Report #83204
[synthesis] Single LLM for all coding assistant features causes either unacceptable autocomplete latency or insufficient reasoning for complex edits
Architect a two-tier model serving layer: a sub-100ms small model \(~3B parameter custom or distilled\) for inline autocomplete and ghost text, and a frontier model for chat, agent loops, and multi-step reasoning. Route by feature latency tolerance, not by cost.
Journey Context:
Cursor's autocomplete responds in <100ms while its Composer/agent mode takes seconds — this is impossible with one model.

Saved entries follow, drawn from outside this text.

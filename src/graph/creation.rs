// License: MIT
// Copyright © 2024 Frequenz Energy-as-a-Service GmbH

//! Methods for adding substations and distribution nodes to a [`Topology`].

use petgraph::graph::DiGraph;
use tracing::debug;

use crate::entities::ensure_non_negative;
use crate::node_kind::KindPredicates;
use crate::{Asset, CascadeConfig, DistributionNode, Error, GeoPoint, GridNode, Substation};

use super::{NodeIndexMap, Topology};

/// `Topology` construction.
impl Topology {
    /// Creates a new, empty [`Topology`].
    pub fn new(config: CascadeConfig) -> Self {
        Self {
            graph: DiGraph::new(),
            node_indices: NodeIndexMap::new(),
            config,
        }
    }

    /// Returns the cascade options of the topology.
    pub fn config(&self) -> &CascadeConfig {
        &self.config
    }

    /// Adds a substation to the topology.
    ///
    /// Returns an error if a node with the same id already exists.
    pub fn add_substation(
        &mut self,
        id: u64,
        position: GeoPoint,
        substation: Substation,
    ) -> Result<(), Error> {
        self.ensure_new_id(id)?;
        ensure_non_negative("capacity_mva", substation.capacity_mva, &substation.name)?;

        debug!(id, name = %substation.name, "Adding substation");
        let idx = self
            .graph
            .add_node(GridNode::new(id, position, Asset::Substation(substation)));
        self.node_indices.insert(id, idx);
        Ok(())
    }

    /// Adds a distribution node, supplied by the substation or distribution
    /// node with id `parent_id`.
    ///
    /// A new node joins the outages of its parent, so a feeder added below a
    /// failed substation starts out failed as well.
    pub fn add_distribution_node(
        &mut self,
        id: u64,
        parent_id: u64,
        position: GeoPoint,
        node: DistributionNode,
    ) -> Result<(), Error> {
        self.ensure_new_id(id)?;
        ensure_non_negative("capacity_kva", node.capacity_kva, &node.name)?;
        let parent_idx = self.index_of(parent_id)?;
        let parent = &self.graph[parent_idx];
        if parent.is_consumer() {
            return Err(Error::invalid_assignment(format!(
                "Node {id} can't be supplied by {}:{parent_id}.",
                parent.kind()
            )));
        }
        let inherited = parent.outage_causes().clone();

        debug!(id, parent_id, name = %node.name, kind = %node.kind, "Adding distribution node");
        let mut grid_node = GridNode::new(id, position, Asset::Distribution(node));
        *grid_node.outage_causes_mut() = inherited;
        let idx = self.graph.add_node(grid_node);
        self.node_indices.insert(id, idx);
        self.graph.add_edge(parent_idx, idx, ());
        Ok(())
    }

    pub(super) fn ensure_new_id(&self, id: u64) -> Result<(), Error> {
        if self.node_indices.contains_key(&id) {
            return Err(Error::duplicate_id(format!(
                "Duplicate node ID found: {id}"
            )));
        }
        Ok(())
    }
}

#[cfg(test)]
mod tests {
    use super::*;
    use crate::{ErrorKind, NodeKind};

    #[test]
    fn test_node_validation() -> Result<(), Error> {
        let mut topology = Topology::default();
        topology.add_substation(
            1,
            GeoPoint::new(0.0, 0.0),
            Substation::new("North", 138.0, 13.8, 50.0),
        )?;

        assert!(topology
            .add_substation(
                1,
                GeoPoint::new(1.0, 0.0),
                Substation::new("South", 138.0, 13.8, 50.0)
            )
            .is_err_and(|e| e == Error::duplicate_id("Duplicate node ID found: 1")));

        assert!(topology
            .add_distribution_node(
                2,
                9,
                GeoPoint::new(0.1, 0.0),
                DistributionNode::feeder("F-2", 500.0)
            )
            .is_err_and(|e| e == Error::unknown_node("Node with id 9 not found.")));

        assert!(topology
            .add_distribution_node(
                2,
                1,
                GeoPoint::new(0.1, 0.0),
                DistributionNode::feeder("F-2", -5.0)
            )
            .is_err_and(|e| e.kind() == ErrorKind::InvalidEntity));

        // Nothing was added by the failed calls.
        assert_eq!(topology.nodes().count(), 1);

        topology.add_distribution_node(
            2,
            1,
            GeoPoint::new(0.1, 0.0),
            DistributionNode::transformer("T-2", 1500.0),
        )?;
        topology.add_distribution_node(
            3,
            2,
            GeoPoint::new(0.1, 0.1),
            DistributionNode::feeder("F-3", 500.0),
        )?;
        assert!(topology
            .add_distribution_node(
                3,
                1,
                GeoPoint::new(0.1, 0.0),
                DistributionNode::feeder("F-3b", 500.0)
            )
            .is_err_and(|e| e.kind() == ErrorKind::DuplicateId));

        assert_eq!(topology.node(3)?.kind().to_string(), "Feeder");
        assert_eq!(topology.parent(3)?.map(|n| n.id()), Some(2));
        assert_eq!(topology.substation_of(3)?.id(), 1);
        assert_eq!(topology.node(1)?.kind(), NodeKind::Substation);

        Ok(())
    }
}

GitHub Copilot uses a dedicated fast model for completions vs GPT-4 for chat. The common mistake is optimizing for average case with one model; the right call is matching model to the latency budget of each feature surface. The fast model handles ~90% of invocations \(single-line completions\), the slow model handles ~10% requiring deep reasoning. Cost optimization follows naturally because the fast path is cheap per token. The routing dimension that matters is latency tolerance, not cost — autocomplete that takes 2 seconds is unusable regardless of how smart it is.
⚠ Workarounds are unverified - always check before running. Confirmations show what worked for others, not a safety guarantee.
Lifecycle
2026-06-21T22:14:39.051818+00:00— report_created — created